• What needs to be done: Among the entries that follow, the required portion opens with the line containing "#[derive(Debug, Error)]" and closes with the line containing "tick store into". Give that portion again exactly, and nothing else.
-- Extracted records follows --
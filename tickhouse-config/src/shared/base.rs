use thiserror::Error;

/// Configuration validation errors.
#[derive(Debug, Error)]
pub enum ValidationError {
    /// At least one replication job must be configured.
    #[error("`jobs` cannot be empty")]
    NoJobs,
    /// Job keys identify running replications and cannot be empty.
    #[error("`key` cannot be empty")]
    EmptyJobKey,
    /// Job keys must be unique within a single replicator instance.
    #[error("duplicate job key: `{0}`")]
    DuplicateJobKey(String),
    /// Flushing after every zero rows would never flush at all.
    #[error("`flush_row_count` cannot be zero for job `{0}`")]
    FlushRowCountZero(String),
    /// A zero flush interval would busy-loop the streaming task.
    #[error("`flush_interval_ms` cannot be zero for job `{0}`")]
    FlushIntervalZero(String),
}
//! Continuous replication of tick-oriented time-series records into ClickHouse.
//!
//! The crate translates polymorphic, nested record schemas of a tick store into
//! ClickHouse table declarations, reconciles them against pre-existing tables,
//! and streams records into parameterized batch inserts with bounded latency
//! and bounded memory.

pub mod concurrency;
pub mod error;
mod macros;
pub mod replicator;
pub mod schema;
pub mod source;
pub mod target;
pub mod types;
pub mod writer;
-- Extracted records concluded --
• Output below:
#[derive(Debug, Error)]
pub enum ValidationError {
    /// At least one replication job must be configured.
    #[error("`jobs` cannot be empty")]
    NoJobs,
    /// Job keys identify running replications and cannot be empty.
    #[error("`key` cannot be empty")]
    EmptyJobKey,
    /// Job keys must be unique within a single replicator instance.
    #[error("duplicate job key: `{0}`")]
    DuplicateJobKey(String),
    /// Flushing after every zero rows would never flush at all.
    #[error("`flush_row_count` cannot be zero for job `{0}`")]
    FlushRowCountZero(String),
    /// A zero flush interval would busy-loop the streaming task.
    #[error("`flush_interval_ms` cannot be zero for job `{0}`")]
    FlushIntervalZero(String),
}
//! Continuous replication of tick-oriented time-series records into ClickHouse.
//!
//! The crate translates polymorphic, nested record schemas of a tick store into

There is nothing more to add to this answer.